WQVR
- Webster, Massachusetts; United States;
- Broadcast area: Worcester County, Massachusetts; Northern Rhode Island; Northeastern Connecticut;
- Frequency: 940 kHz
- Branding: 940 AM and 99.3 FM WQVR

Programming
- Format: Classic hits

Ownership
- Owner: Kurt Jackson; (Quinebaug Valley Broadcasting, LLC);
- Sister stations: WQVD; WARE; WATR;

History
- First air date: March 29, 1980
- Former call signs: WGFP (1979–2022)
- Call sign meaning: "Quinebaug Valley Radio"

Technical information
- Licensing authority: FCC
- Facility ID: 50232
- Class: D
- Power: 1,000 watts day; 4 watts night;
- Transmitter coordinates: 42°3′17.35″N 71°49′57.26″W﻿ / ﻿42.0548194°N 71.8325722°W
- Translator: 99.3 W257EH (Webster)

Links
- Public license information: Public file; LMS;
- Webcast: Listen live
- Website: wqvrradio.com

= WQVR =

WQVR (940 AM) is a radio station broadcasting a classic hits format.
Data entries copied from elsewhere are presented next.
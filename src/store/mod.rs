//! Persistence layer — libSQL-backed store handle, units of work, migrations.

pub mod libsql_backend;
pub mod migrations;

pub use libsql_backend::{Savepoint, Store, UnitOfWork};
//! Conversations — speakers, the open-conversation registry and the utterance
//! ledger.

pub mod ledger;
pub mod model;
pub mod registry;
pub mod speakers;

pub use model::{Conversation, ConversationStatus, Speaker, Utterance, UtteranceStatus, new_id};
pub use speakers::bot_id_for;
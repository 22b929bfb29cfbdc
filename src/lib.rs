//! Texet — SMS chat backend.

pub mod channels;
pub mod chat;
pub mod config;
pub mod conversation;
pub mod delivery;
pub mod error;
pub mod pipeline;
pub mod store;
Licensed to Webster, Massachusetts, United States, the station serves the Worcester area. The station is owned by Kurt Jackson, through licensee Quinebaug Valley Broadcasting, LLC. Its programming is also heard on translator station W257EH (99.3 FM).

By day, WQVR transmits with 1,000 watts, but because 940 AM is a Canadian and Mexican clear channel frequency, WQVR reduces power at night to only four watts to avoid interference.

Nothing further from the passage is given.